WATCHING this motley bunch of self-regarding small town worthies certainly triggered a few memories.

It was a long time ago, I’ll grant you. But all the same, those endless evenings spent in overheated or refrigerated rooms taking down in my reporter’s notebook every wretched utterance spewed out by councillors or other assorted pompous prigs suddenly seemed like only yesterday.

Dan da dan-dan… the committee. Who would think that three simple syllables could possibly instil such loathing and dread.

Well, Alan Ayckbourn for one, as he demonstrates in this acutely observed but ultimately silly-billy of a play.

It appears that the celebrated playwright was a virgin as far as committees are concerned. Apparently, he only discovered the true horror of the species in 1976 when his company was moving to a new theatre home.

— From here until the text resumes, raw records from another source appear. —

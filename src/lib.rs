//! # swift2md
//!
//! Convert documents, spreadsheets and images to Markdown with the Cloudflare
//! Workers AI `toMarkdown` endpoint.
//!
//! ## Why this crate?
//!
//! `toMarkdown` handles seventeen formats (PDF, Office and OpenDocument files,
//! HTML, XML, CSV, Numbers and common image types) behind one multipart
//! upload. This crate wraps it with format validation before upload, retry
//! with exponential backoff for transient failures, cancellation, and typed
//! errors that keep the HTTP status and API messages around.
//!
//! ## Pipeline Overview
//!
//! ```text
//! path / URL / bytes
//!  │
//!  ├─ 1. Input      read the file or download the URL, pick an upload name
//!  ├─ 2. Validate   filename extension → SupportedFormat (fails fast)
//!  ├─ 3. Encode     one multipart/form-data body, reused on every attempt
//!  ├─ 4. Upload     POST with bounded retry on 429 / 5xx / transient faults
//!  └─ 5. Decode     {result, success, errors, messages} → ConversionResult
//! ```
//!
//! ## Quick Start
//!
//! ```rust,no_run
//! use swift2md::{ConvertOptions, Credentials, MarkdownConverter};
//!
//! #[tokio::main]
//! async fn main() -> Result<(), Box<dyn std::error::Error>> {
//!     // Reads CLOUDFLARE_ACCOUNT_ID / CLOUDFLARE_API_TOKEN
//!     let converter = MarkdownConverter::new(Credentials::from_env()?, ConvertOptions::default())?;
//!     let result = converter.convert_url("https://example.com/report.pdf").await?;
//!     println!("{}", result.markdown);
//!     eprintln!("{} tokens", result.tokens);
//!     Ok(())
//! }
//! ```
//!
//! ## Feature Flags
//!
//! | Feature | Default | Description |
//! |---------|---------|-------------|
//! | `cli`   | on      | Enables the `swift2md` binary (clap + anyhow + tracing-subscriber + indicatif) |
//!
//! Disable `cli` when using only the library to avoid pulling in CLI-only deps:
//! ```toml
//! swift2md = { version = "0.1", default-features = false }
//! ```

// ── Modules ──────────────────────────────────────────────────────────────

pub mod config;
pub mod convert;
pub mod error;
pub mod format;
pub mod output;
pub mod pipeline;

// ── Re-exports ───────────────────────────────────────────────────────────

pub use config::{ConvertOptions, ConvertOptionsBuilder, Credentials};
pub use convert::MarkdownConverter;
pub use error::{Result, Swift2MdError, TransportError, TransportErrorKind};
pub use format::SupportedFormat;
pub use output::{ConversionResult, UploadFile};
pub use pipeline::client::CloudflareClient;
pub use pipeline::transport::{HttpRequest, HttpResponse, ReqwestTransport, Transport};
pub use tokio_util::sync::CancellationToken;
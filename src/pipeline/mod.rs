//! Pipeline stages for file-to-Markdown conversion.
//!
//! ## Data Flow
//!
//! ```text
//! input ──▶ multipart ──▶ client ──▶ transport ──▶ envelope
//! (path/URL)  (encode)    (retry)    (HTTP)        (decode)
//! ```
//!
//! 1. [`input`]:     read local files and name downloaded resources
//! 2. [`multipart`]: frame the files into one `multipart/form-data` body
//! 3. [`client`]:    drive the upload with retry/backoff; owns the attempt loop
//! 4. [`retry`]:     decide which outcomes are retried and how long to wait
//! 5. [`transport`]: the only stage with network I/O, injectable for tests
//! 6. [`envelope`]:  decode the JSON response into results or an API error

pub mod client;
pub(crate) mod envelope;
pub mod input;
pub mod multipart;
pub mod retry;
pub mod transport;
//! CLI binary for swift2md.
//!
//! A thin shim over the library crate that maps CLI flags to
//! `ConvertOptions` and prints results.

use anyhow::{Context, Result};
use clap::error::ErrorKind;
use clap::{CommandFactory, Parser};
use indicatif::{ProgressBar, ProgressStyle};
use std::io::{self, IsTerminal, Write};
use std::path::{Path, PathBuf};
use std::time::{Duration, Instant};
use swift2md::convert::save_markdown;
use swift2md::{CancellationToken, ConvertOptions, Credentials, MarkdownConverter};
use tracing_subscriber::EnvFilter;

const AFTER_HELP: &str = r#"EXAMPLES:
  # Convert a local PDF to stdout
  swift2md report.pdf

  # Convert a remote spreadsheet and save it
  swift2md https://example.com/q3.xlsx -o q3.md

  # Full result (name, mimeType, tokens, data) as JSON
  swift2md --json ~/scans/receipt.png

SUPPORTED FORMATS:
  pdf  jpeg/jpg  png  webp  svg  html/htm  xml  csv
  docx  xlsx  xlsm  xlsb  xls  et  ods  odt  numbers

ENVIRONMENT VARIABLES:
  CLOUDFLARE_ACCOUNT_ID   Cloudflare account ID (or --account-id)
  CLOUDFLARE_API_TOKEN    API token with Workers AI access (or --api-token)
  RUST_LOG                Overrides the log filter chosen by -v / -q
"#;

#[derive(Parser, Debug)]
#[command(
    name = "swift2md",
    version,
    about = "Convert documents, spreadsheets and images to Markdown using Cloudflare Workers AI",
    arg_required_else_help = true,
    color = clap::ColorChoice::Auto,
    after_long_help = AFTER_HELP
)]
struct Cli {
    /// Local file path or http(s) URL to convert.
    input: String,

    /// Cloudflare account ID.
    #[arg(long, env = "CLOUDFLARE_ACCOUNT_ID", hide_env_values = true)]
    account_id: Option<String>,

    /// Cloudflare API token.
    #[arg(long, env = "CLOUDFLARE_API_TOKEN", hide_env_values = true)]
    api_token: Option<String>,

    /// Write Markdown to this file instead of stdout.
    #[arg(short, long)]
    output: Option<PathBuf>,

    /// Per-request timeout in seconds.
    #[arg(long, default_value_t = 60, value_parser = clap::value_parser!(u64).range(1..))]
    timeout: u64,

    /// Retries after the first attempt for 429, 5xx and transient network faults.
    #[arg(long, default_value_t = 2)]
    max_retries: u32,

    /// Base delay for exponential backoff, in milliseconds.
    #[arg(long, default_value_t = 500)]
    retry_delay_ms: u64,

    /// Print the full conversion result as JSON.
    #[arg(long)]
    json: bool,

    /// Debug logging.
    #[arg(short, long, conflicts_with = "quiet")]
    verbose: bool,

    /// Errors only; no spinner.
    #[arg(short, long)]
    quiet: bool,
}

#[tokio::main]
async fn main() -> Result<()> {
    let cli = Cli::parse();

    // ── Logging setup ────────────────────────────────────────────────────
    let filter = if cli.verbose {
        "debug"
    } else if cli.quiet {
        "error"
    } else {
        "warn"
    };
    tracing_subscriber::fmt()
        .with_env_filter(
            EnvFilter::try_from_default_env().unwrap_or_else(|_| EnvFilter::new(filter)),
        )
        .with_writer(io::stderr)
        .init();

    // ── Credentials ──────────────────────────────────────────────────────
    let account_id = require(cli.account_id.as_deref(), "--account-id", "CLOUDFLARE_ACCOUNT_ID");
    let api_token = require(cli.api_token.as_deref(), "--api-token", "CLOUDFLARE_API_TOKEN");

    let options = ConvertOptions::builder()
        .timeout(Duration::from_secs(cli.timeout))
        .max_retry_count(cli.max_retries)
        .retry_base_delay(Duration::from_millis(cli.retry_delay_ms))
        .build()
        .context("Invalid configuration")?;
    let converter = MarkdownConverter::new(Credentials::new(account_id, api_token), options)
        .context("Failed to initialise HTTP client")?;

    // Ctrl-C aborts the in-flight request or backoff sleep.
    let cancel = CancellationToken::new();
    {
        let cancel = cancel.clone();
        tokio::spawn(async move {
            if tokio::signal::ctrl_c().await.is_ok() {
                cancel.cancel();
            }
        });
    }

    let input = expand_input(&cli.input);
    let progress = (!cli.quiet && !cli.json && io::stderr().is_terminal())
        .then(|| spinner(&input));

    let start = Instant::now();
    let outcome = converter.convert_with_cancel(&input, &cancel).await;
    if let Some(bar) = &progress {
        bar.finish_and_clear();
    }
    let result = outcome.with_context(|| format!("Conversion of {input} failed"))?;

    if !cli.quiet && !cli.json {
        eprintln!(
            "Converted {} ({} tokens) in {}ms",
            result.name,
            result.tokens,
            start.elapsed().as_millis()
        );
    }

    // ── Output ───────────────────────────────────────────────────────────
    match cli.output {
        Some(ref output) => {
            let path = expand_tilde(output);
            save_markdown(&path, &result.markdown)
                .await
                .context("Failed to write output")?;
            println!("{}", path.display());
        }
        None if cli.json => {
            let json = serde_json::to_string_pretty(&result).context("Failed to serialise output")?;
            println!("{json}");
        }
        None => {
            write_markdown(&mut io::stdout().lock(), &result.markdown)
                .context("Failed to write to stdout")?;
        }
    }

    Ok(())
}

/// Write Markdown, ensuring a trailing newline.
fn write_markdown(out: &mut impl Write, markdown: &str) -> io::Result<()> {
    out.write_all(markdown.as_bytes())?;
    if !markdown.ends_with('\n') {
        out.write_all(b"\n")?;
    }
    out.flush()
}

/// Return the trimmed value or exit with a clap usage error.
fn require(value: Option<&str>, flag: &str, env: &str) -> String {
    match value.map(str::trim).filter(|v| !v.is_empty()) {
        Some(v) => v.to_string(),
        None => Cli::command()
            .error(
                ErrorKind::MissingRequiredArgument,
                format!("{flag} is required (or set {env})"),
            )
            .exit(),
    }
}

fn spinner(input: &str) -> ProgressBar {
    let bar = ProgressBar::new_spinner();
    bar.set_style(
        ProgressStyle::with_template("{spinner:.cyan} {prefix:.bold}  {msg}  {elapsed}")
            .unwrap_or_else(|_| ProgressStyle::default_spinner())
            .tick_strings(&["⠋", "⠙", "⠹", "⠸", "⠼", "⠴", "⠦", "⠧", "⠇", "⠏", "⠿"]),
    );
    bar.set_prefix("Converting");
    bar.set_message(input.to_string());
    bar.enable_steady_tick(Duration::from_millis(80));
    bar
}

/// URLs pass through untouched; paths get `~` expanded.
fn expand_input(input: &str) -> String {
    if swift2md::pipeline::input::is_url(input) {
        input.to_string()
    } else {
        expand_tilde(Path::new(input)).to_string_lossy().into_owned()
    }
}

fn expand_tilde(path: &Path) -> PathBuf {
    let Ok(rest) = path.strip_prefix("~") else {
        return path.to_path_buf();
    };
    match dirs::home_dir() {
        Some(home) => home.join(rest),
        None => path.to_path_buf(),
    }
}
//! Normalization of the raw `LastVotes` column.
//!
//! The voting plugin has written this column in several formats over time, so
//! there is no single schema to decode it with. Instead, [`LastVotes::parse()`]
//! tries every known format in order and keeps the first one that fits:
//!
//! 1. `NULL` or an empty string => [`LastVotes::Empty`]
//! 2. any valid JSON value => [`LastVotes::Json`]
//! 3. a vote site followed by `//<unix millis>` => [`LastVotes::Delimited`]
//! 4. anything else => [`LastVotes::Opaque`]
//!
//! None of these steps can fail; a value that doesn't fit a format simply
//! falls through to the next one.

use std::fmt;

use chrono::{DateTime, Local, TimeZone, Utc};
use lazy_regex::{regex, Lazy, Regex};
use serde_json::Value as JsonValue;

/// Matches a `//` followed by a run of ASCII digits, e.g. the `//1752507579111`
/// in `MinecraftMP//1752507579111`.
///
/// `\d` would also match non-ASCII digits, which `i64::from_str` rejects.
static TIMESTAMP_SUFFIX: &Lazy<Regex> = regex!(r"//([0-9]+)");

/// The format used for [`NormalizedVote::observed_at`].
pub const TIMESTAMP_FORMAT: &str = "%Y-%m-%d %H:%M:%S";

/// A raw `LastVotes` value, classified by its format.
#[derive(Debug, Clone, PartialEq)]
pub enum LastVotes
{
	/// The column was `NULL` or empty.
	Empty,

	/// The column held a JSON document.
	Json(JsonValue),

	/// The column held a `<label>//<unix millis>` token.
	Delimited
	{
		/// The raw value with every `//<digits>` run removed.
		label: String,

		/// The moment of the vote, taken from the first `//<digits>` run.
		timestamp: DateTime<Utc>,
	},

	/// The column held text in no known format.
	Opaque(String),
}

/// A [`LastVotes`] value flattened into what the API returns.
#[derive(Debug, Clone, PartialEq)]
pub struct NormalizedVote
{
	/// The value returned as `LastVotes`.
	pub label: JsonValue,

	/// The value returned as `Time`, if a timestamp could be extracted.
	pub observed_at: Option<String>,
}

impl LastVotes
{
	/// Classifies a raw column value.
	pub fn parse(raw: Option<&str>) -> Self
	{
		let Some(raw) = raw.filter(|raw| !raw.is_empty()) else {
			return Self::Empty;
		};

		if let Some(value) = parse_json(raw) {
			return Self::Json(value);
		}

		if let Some((label, timestamp)) = parse_delimited(raw) {
			return Self::Delimited { label, timestamp };
		}

		Self::Opaque(raw.to_owned())
	}

	/// Normalizes this value, rendering timestamps in the server's local time
	/// zone.
	pub fn normalize(self) -> NormalizedVote
	{
		self.normalize_in(&Local)
	}

	/// Normalizes this value, rendering timestamps in the given time zone.
	pub fn normalize_in<Tz>(self, tz: &Tz) -> NormalizedVote
	where
		Tz: TimeZone,
		Tz::Offset: fmt::Display,
	{
		match self {
			Self::Empty => NormalizedVote { label: JsonValue::Null, observed_at: None },
			Self::Json(value) => NormalizedVote { label: value, observed_at: None },
			Self::Delimited { label, timestamp } => NormalizedVote {
				label: JsonValue::String(label),
				observed_at: Some(
					timestamp
						.with_timezone(tz)
						.format(TIMESTAMP_FORMAT)
						.to_string(),
				),
			},
			Self::Opaque(raw) => NormalizedVote { label: JsonValue::String(raw), observed_at: None },
		}
	}
}

/// Attempts to parse `raw` as an arbitrary JSON value.
fn parse_json(raw: &str) -> Option<JsonValue>
{
	serde_json::from_str(raw).ok()
}

/// Attempts to split `raw` into a label and a timestamp.
///
/// Returns [`None`] if there is no `//<digits>` run, or if the first one does
/// not describe a representable point in time.
fn parse_delimited(raw: &str) -> Option<(String, DateTime<Utc>)>
{
	let millis = TIMESTAMP_SUFFIX
		.captures(raw)?
		.get(1)?
		.as_str()
		.parse::<i64>()
		.ok()?;

	// sub-second precision is dropped, not rounded
	let timestamp = DateTime::from_timestamp(millis.div_euclid(1000), 0)?;
	let label = TIMESTAMP_SUFFIX.replace_all(raw, "").into_owned();

	Some((label, timestamp))
}
//! This module contains the [`Path`] extractor, a wrapper around
//! [`axum::extract::Path`] with a custom error response.

use axum::extract::FromRequestParts;
use axum::response::{IntoResponse, Response};
use thiserror::Error;

use crate::http::{EndpointNotFound, ErrorResponse};

#[allow(clippy::missing_docs_in_private_items)]
mod base
{
	pub use axum::extract::rejection::PathRejection;
	pub use axum::extract::Path;
}

/// An extractor for URI segment captures.
///
/// This wraps [`axum::extract::Path`] exactly, but a segment that cannot be
/// parsed into `T` is treated as if the route did not exist at all, i.e.
/// `/api/voter/abc` gets the same response as any other unknown URI.
#[derive(Debug, FromRequestParts)]
#[from_request(via(base::Path), rejection(PathRejection))]
pub struct Path<T>(pub T);

/// Rejection for the [`Path`] extractor.
#[derive(Debug, Error)]
#[error(transparent)]
pub struct PathRejection(#[from] pub base::PathRejection);

impl IntoResponse for PathRejection
{
	fn into_response(self) -> Response
	{
		tracing::debug!(rejection = %self.0, "rejecting path parameters");

		ErrorResponse::from(EndpointNotFound).into_response()
	}
}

This entailed an interminable series of repetitive and largely pointless, non-productive committee meetings held in order to facilitate the ‘smooth’ running of the operation.

Mind you, to reach the age of 37, and be unaware of such entities, might be viewed as no small achievement in itself.

So. This is a spectacular piece of observational theatre, with the accolades going to a sterling cast, led by the irrepressible Robert Daws as chairman Ray and his monstrous warhorse of a wife Helen, played with terrifying authenticity by Deborah Grant.

Never one to talk normally when bawling will suffice, her invariably shouted words cut through the air like scimitars, lopping off the heads of any infidel committee member who gets in her way. This is a blood sport that’s gruesomely fascinating to watch.

But unfortunately, the finale has all the appeal of a committee minutes book that’s been left out all day in the rain.

No one over the age of eight years should really be laughing at silly costumes, people falling over, or staggering around in ill-fitting trousers. But this being Malvern, they naturally cackle like crones.

Never mind. It may be end-of-the-pier stuff, but this production by the Classic Comedy Theatre Company does what it says on the tin… entertains from start to finish.

Ten Times Table runs until Saturday (November 16).